Saved data entries:
================================
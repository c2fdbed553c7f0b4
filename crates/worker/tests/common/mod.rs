#![allow(dead_code)]

use std::collections::VecDeque;
use std::sync::atomic::{AtomicBool, AtomicUsize, Ordering};
use std::sync::{Arc, Mutex};
use std::time::Duration;

use async_trait::async_trait;
use serde_json::{Map, Value};

use genqueue_comfyui::WorkflowLibrary;
use genqueue_core::backend::{
    ArtifactRef, BackendError, ImageBackend, ImageProgress, PromptStatus, TextBackend,
    TextGeneration,
};
use genqueue_core::job::{Job, NewJob};
use genqueue_core::parsing::{OutputParser, ParseError, ParserRegistry};
use genqueue_core::payload::InferenceParams;
use genqueue_core::store::InMemoryJobStore;
use genqueue_core::types::JobId;
use genqueue_events::event::builtin_schemas;
use genqueue_events::EventBus;
use genqueue_worker::{
    Handlers, ImageGenerationHandler, ImagePipelineConfig, JobQueue, QueueConfig, QueueDeps,
    ResourceArbiter, TextGenerationHandler, WorkflowHandler, WorkflowRegistry,
};

/// Shared, ordered log of backend calls across both fakes.
pub type CallLog = Arc<Mutex<Vec<String>>>;

pub fn position(log: &CallLog, call: &str) -> Option<usize> {
    log.lock().unwrap().iter().position(|c| c == call)
}

pub fn count(log: &CallLog, call: &str) -> usize {
    log.lock().unwrap().iter().filter(|c| *c == call).count()
}

// ---------------------------------------------------------------------------
// Fake text backend
// ---------------------------------------------------------------------------

/// Scripted text backend.
///
/// Returns scripted responses in order, then repeats the last one. A prompt
/// containing `PANIC` panics inside the call.
pub struct FakeText {
    loaded: AtomicBool,
    responses: Mutex<VecDeque<String>>,
    last: Mutex<String>,
    fail: Option<BackendError>,
    fail_load: bool,
    delay: Duration,
    in_flight: AtomicUsize,
    max_in_flight: AtomicUsize,
    log: CallLog,
}

impl FakeText {
    pub fn new(log: &CallLog) -> Self {
        Self {
            loaded: AtomicBool::new(false),
            responses: Mutex::new(VecDeque::new()),
            last: Mutex::new("generated text".to_string()),
            fail: None,
            fail_load: false,
            delay: Duration::ZERO,
            in_flight: AtomicUsize::new(0),
            max_in_flight: AtomicUsize::new(0),
            log: Arc::clone(log),
        }
    }

    pub fn loaded(self) -> Self {
        self.loaded.store(true, Ordering::SeqCst);
        self
    }

    pub fn with_responses<I, S>(self, responses: I) -> Self
    where
        I: IntoIterator<Item = S>,
        S: Into<String>,
    {
        *self.responses.lock().unwrap() = responses.into_iter().map(Into::into).collect();
        self
    }

    pub fn failing(mut self, err: BackendError) -> Self {
        self.fail = Some(err);
        self
    }

    pub fn failing_load(mut self) -> Self {
        self.fail_load = true;
        self
    }

    pub fn with_delay(mut self, delay: Duration) -> Self {
        self.delay = delay;
        self
    }

    pub fn is_resident(&self) -> bool {
        self.loaded.load(Ordering::SeqCst)
    }

    pub fn max_in_flight(&self) -> usize {
        self.max_in_flight.load(Ordering::SeqCst)
    }

    fn record(&self, call: &str) {
        self.log.lock().unwrap().push(call.to_string());
    }
}

#[async_trait]
impl TextBackend for FakeText {
    async fn is_loaded(&self) -> bool {
        self.loaded.load(Ordering::SeqCst)
    }

    async fn load(&self) -> Result<(), BackendError> {
        self.record("text.load");
        if self.fail_load {
            return Err(BackendError::Unreachable("connection refused".into()));
        }
        self.loaded.store(true, Ordering::SeqCst);
        Ok(())
    }

    async fn unload(&self) -> Result<(), BackendError> {
        self.record("text.unload");
        self.loaded.store(false, Ordering::SeqCst);
        Ok(())
    }

    async fn generate_streaming(
        &self,
        prompt: &str,
        _params: &InferenceParams,
        on_token: &mut (dyn for<'t> FnMut(&'t str) + Send),
    ) -> Result<TextGeneration, BackendError> {
        self.record("text.generate");
        let now = self.in_flight.fetch_add(1, Ordering::SeqCst) + 1;
        self.max_in_flight.fetch_max(now, Ordering::SeqCst);

        if !self.delay.is_zero() {
            tokio::time::sleep(self.delay).await;
        }
        self.in_flight.fetch_sub(1, Ordering::SeqCst);

        if prompt.contains("PANIC") {
            panic!("backend exploded");
        }
        if let Some(err) = &self.fail {
            return Err(err.clone());
        }

        let text = {
            let next = self.responses.lock().unwrap().pop_front();
            let mut last = self.last.lock().unwrap();
            if let Some(next) = next {
                *last = next;
            }
            last.clone()
        };
        for piece in text.split_inclusive(' ') {
            on_token(piece);
        }
        Ok(TextGeneration {
            token_count: text.split_whitespace().count() as u32,
            text,
            duration: Duration::from_millis(5),
        })
    }
}

// ---------------------------------------------------------------------------
// Fake image backend
// ---------------------------------------------------------------------------

pub fn sample_artifact() -> ArtifactRef {
    ArtifactRef {
        filename: "ComfyUI_00001_.png".into(),
        subfolder: String::new(),
        kind: "output".into(),
    }
}

/// Scripted image backend.
///
/// `poll_status` walks the script, then keeps returning the final status.
pub struct FakeImage {
    reachable: bool,
    script: Mutex<VecDeque<PromptStatus>>,
    final_status: PromptStatus,
    progress: Vec<ImageProgress>,
    watch_delay: Option<Duration>,
    submitted: Mutex<Vec<Value>>,
    log: CallLog,
}

impl FakeImage {
    pub fn new(log: &CallLog) -> Self {
        Self {
            reachable: true,
            script: Mutex::new(VecDeque::from([PromptStatus::Pending, PromptStatus::Running])),
            final_status: PromptStatus::Done(vec![sample_artifact()]),
            progress: Vec::new(),
            watch_delay: None,
            submitted: Mutex::new(Vec::new()),
            log: Arc::clone(log),
        }
    }

    pub fn unreachable(mut self) -> Self {
        self.reachable = false;
        self
    }

    pub fn ending_with(mut self, status: PromptStatus) -> Self {
        self.final_status = status;
        self
    }

    pub fn with_progress(mut self, steps: &[(u32, u32)]) -> Self {
        self.progress = steps
            .iter()
            .map(|&(value, max)| ImageProgress { value, max })
            .collect();
        self
    }

    /// `watch_progress` hangs for `delay` before giving up.
    pub fn with_slow_watch(mut self, delay: Duration) -> Self {
        self.watch_delay = Some(delay);
        self
    }

    pub fn submitted(&self) -> Vec<Value> {
        self.submitted.lock().unwrap().clone()
    }

    fn record(&self, call: &str) {
        self.log.lock().unwrap().push(call.to_string());
    }
}

#[async_trait]
impl ImageBackend for FakeImage {
    async fn is_reachable(&self) -> bool {
        self.reachable
    }

    async fn submit_workflow(&self, graph: &Value) -> Result<String, BackendError> {
        self.record("image.submit");
        self.submitted.lock().unwrap().push(graph.clone());
        Ok(format!("prompt-{}", self.submitted.lock().unwrap().len()))
    }

    async fn poll_status(&self, _prompt_id: &str) -> Result<PromptStatus, BackendError> {
        let next = self.script.lock().unwrap().pop_front();
        Ok(next.unwrap_or_else(|| self.final_status.clone()))
    }

    async fn fetch_artifact(&self, _artifact: &ArtifactRef) -> Result<Vec<u8>, BackendError> {
        self.record("image.fetch");
        Ok(b"\x89PNG fake".to_vec())
    }

    async fn free_memory(&self) -> Result<(), BackendError> {
        self.record("image.free");
        Ok(())
    }

    async fn interrupt(&self) -> Result<(), BackendError> {
        self.record("image.interrupt");
        Ok(())
    }

    async fn watch_progress(
        &self,
        _prompt_id: &str,
    ) -> Option<tokio::sync::mpsc::Receiver<ImageProgress>> {
        if let Some(delay) = self.watch_delay {
            tokio::time::sleep(delay).await;
            return None;
        }
        if self.progress.is_empty() {
            return None;
        }
        let (tx, rx) = tokio::sync::mpsc::channel(self.progress.len());
        for step in &self.progress {
            let _ = tx.try_send(*step);
        }
        Some(rx)
    }
}

// ---------------------------------------------------------------------------
// Parsers
// ---------------------------------------------------------------------------

/// Rejects every input.
pub struct AlwaysReject;

impl OutputParser for AlwaysReject {
    fn parse(&self, _raw: &str) -> Result<Value, ParseError> {
        Err(ParseError::Rejected("never good enough".into()))
    }
}

// ---------------------------------------------------------------------------
// Harness
// ---------------------------------------------------------------------------

pub struct Harness {
    pub queue: JobQueue,
    pub store: Arc<InMemoryJobStore>,
    pub events: Arc<EventBus>,
    pub text: Arc<FakeText>,
    pub image: Arc<FakeImage>,
    pub recorded: Arc<Mutex<Vec<(String, Map<String, Value>)>>>,
    pub artifact_dir: tempfile::TempDir,
}

pub fn test_queue_config() -> QueueConfig {
    QueueConfig {
        poll_interval: Duration::from_millis(20),
        lane_shutdown_timeout: Duration::from_secs(2),
        ..QueueConfig::default()
    }
}

/// Build a queue over the given fakes. Lanes are not started.
pub fn harness(text: FakeText, image: FakeImage) -> Harness {
    harness_with_config(text, image, test_queue_config())
}

pub fn harness_with_config(text: FakeText, image: FakeImage, config: QueueConfig) -> Harness {
    let artifact_dir = tempfile::tempdir().unwrap();
    let store = Arc::new(InMemoryJobStore::new());
    let events = Arc::new(EventBus::with_builtin_schemas());
    let text = Arc::new(text);
    let image = Arc::new(image);

    let recorded = Arc::new(Mutex::new(Vec::new()));
    for schema in builtin_schemas() {
        let recorded = Arc::clone(&recorded);
        events.subscribe(&schema.event_name, move |event| {
            recorded
                .lock()
                .unwrap()
                .push((event.name.clone(), event.data.clone()));
            Ok(())
        });
    }

    let mut parsers = ParserRegistry::with_builtins();
    parsers.register("reject", Arc::new(AlwaysReject));

    let image_config = ImagePipelineConfig {
        poll_interval: Duration::from_millis(10),
        timeout: Duration::from_millis(500),
        artifact_dir: artifact_dir.path().to_path_buf(),
        workflow_dir: None,
    };

    let handlers = Handlers {
        text: Arc::new(TextGenerationHandler::new(text.clone(), parsers)),
        image: Arc::new(ImageGenerationHandler::new(
            image.clone(),
            Arc::new(WorkflowLibrary::with_builtin().unwrap()),
            image_config,
        )),
        workflow: Arc::new(WorkflowHandler::new(WorkflowRegistry::with_builtins())),
    };
    let arbiter = Arc::new(ResourceArbiter::new(
        text.clone(),
        image.clone(),
        events.clone(),
    ));

    let queue = JobQueue::new(
        QueueDeps {
            store: store.clone(),
            events: events.clone(),
            arbiter,
            handlers,
        },
        config,
    )
    .unwrap();

    Harness {
        queue,
        store,
        events,
        text,
        image,
        recorded,
        artifact_dir,
    }
}

impl Harness {
    pub async fn run(&self, new: NewJob) -> Job {
        self.queue
            .submit_and_wait(new, Some(Duration::from_secs(10)))
            .await
            .unwrap()
    }

    /// Names of recorded events, optionally only those about `job_id`.
    pub fn event_names(&self, job_id: Option<JobId>) -> Vec<String> {
        self.recorded
            .lock()
            .unwrap()
            .iter()
            .filter(|(_, data)| job_id.map_or(true, |id| data.get("job_id") == Some(&Value::from(id))))
            .map(|(name, _)| name.clone())
            .collect()
    }

    pub fn events_named(&self, name: &str) -> Vec<Map<String, Value>> {
        self.recorded
            .lock()
            .unwrap()
            .iter()
            .filter(|(n, _)| n == name)
            .map(|(_, data)| data.clone())
            .collect()
    }
}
================================
What you give back must be the stretch above, starting at the line with "pub fn with_delay(mut" and ending at the line with "Fake image backend", copied exactly.

> SOLVED PROBLEM:
    pub fn with_delay(mut self, delay: Duration) -> Self {
        self.delay = delay;
        self
    }

    pub fn is_resident(&self) -> bool {
        self.loaded.load(Ordering::SeqCst)
    }

    pub fn max_in_flight(&self) -> usize {
        self.max_in_flight.load(Ordering::SeqCst)
    }

    fn record(&self, call: &str) {
        self.log.lock().unwrap().push(call.to_string());
    }
}

#[async_trait]
impl TextBackend for FakeText {
    async fn is_loaded(&self) -> bool {
        self.loaded.load(Ordering::SeqCst)
    }

    async fn load(&self) -> Result<(), BackendError> {
        self.record("text.load");
        if self.fail_load {
            return Err(BackendError::Unreachable("connection refused".into()));
        }
        self.loaded.store(true, Ordering::SeqCst);
        Ok(())
    }

    async fn unload(&self) -> Result<(), BackendError> {
        self.record("text.unload");
        self.loaded.store(false, Ordering::SeqCst);
        Ok(())
    }

    async fn generate_streaming(
        &self,
        prompt: &str,
        _params: &InferenceParams,
        on_token: &mut (dyn for<'t> FnMut(&'t str) + Send),
    ) -> Result<TextGeneration, BackendError> {
        self.record("text.generate");
        let now = self.in_flight.fetch_add(1, Ordering::SeqCst) + 1;
        self.max_in_flight.fetch_max(now, Ordering::SeqCst);

        if !self.delay.is_zero() {
            tokio::time::sleep(self.delay).await;
        }
        self.in_flight.fetch_sub(1, Ordering::SeqCst);

        if prompt.contains("PANIC") {
            panic!("backend exploded");
        }
        if let Some(err) = &self.fail {
            return Err(err.clone());
        }

        let text = {
            let next = self.responses.lock().unwrap().pop_front();
            let mut last = self.last.lock().unwrap();
            if let Some(next) = next {
                *last = next;
            }
            last.clone()
        };
        for piece in text.split_inclusive(' ') {
            on_token(piece);
        }
        Ok(TextGeneration {
            token_count: text.split_whitespace().count() as u32,
            text,
            duration: Duration::from_millis(5),
        })
    }
}

// ---------------------------------------------------------------------------
// Fake image backend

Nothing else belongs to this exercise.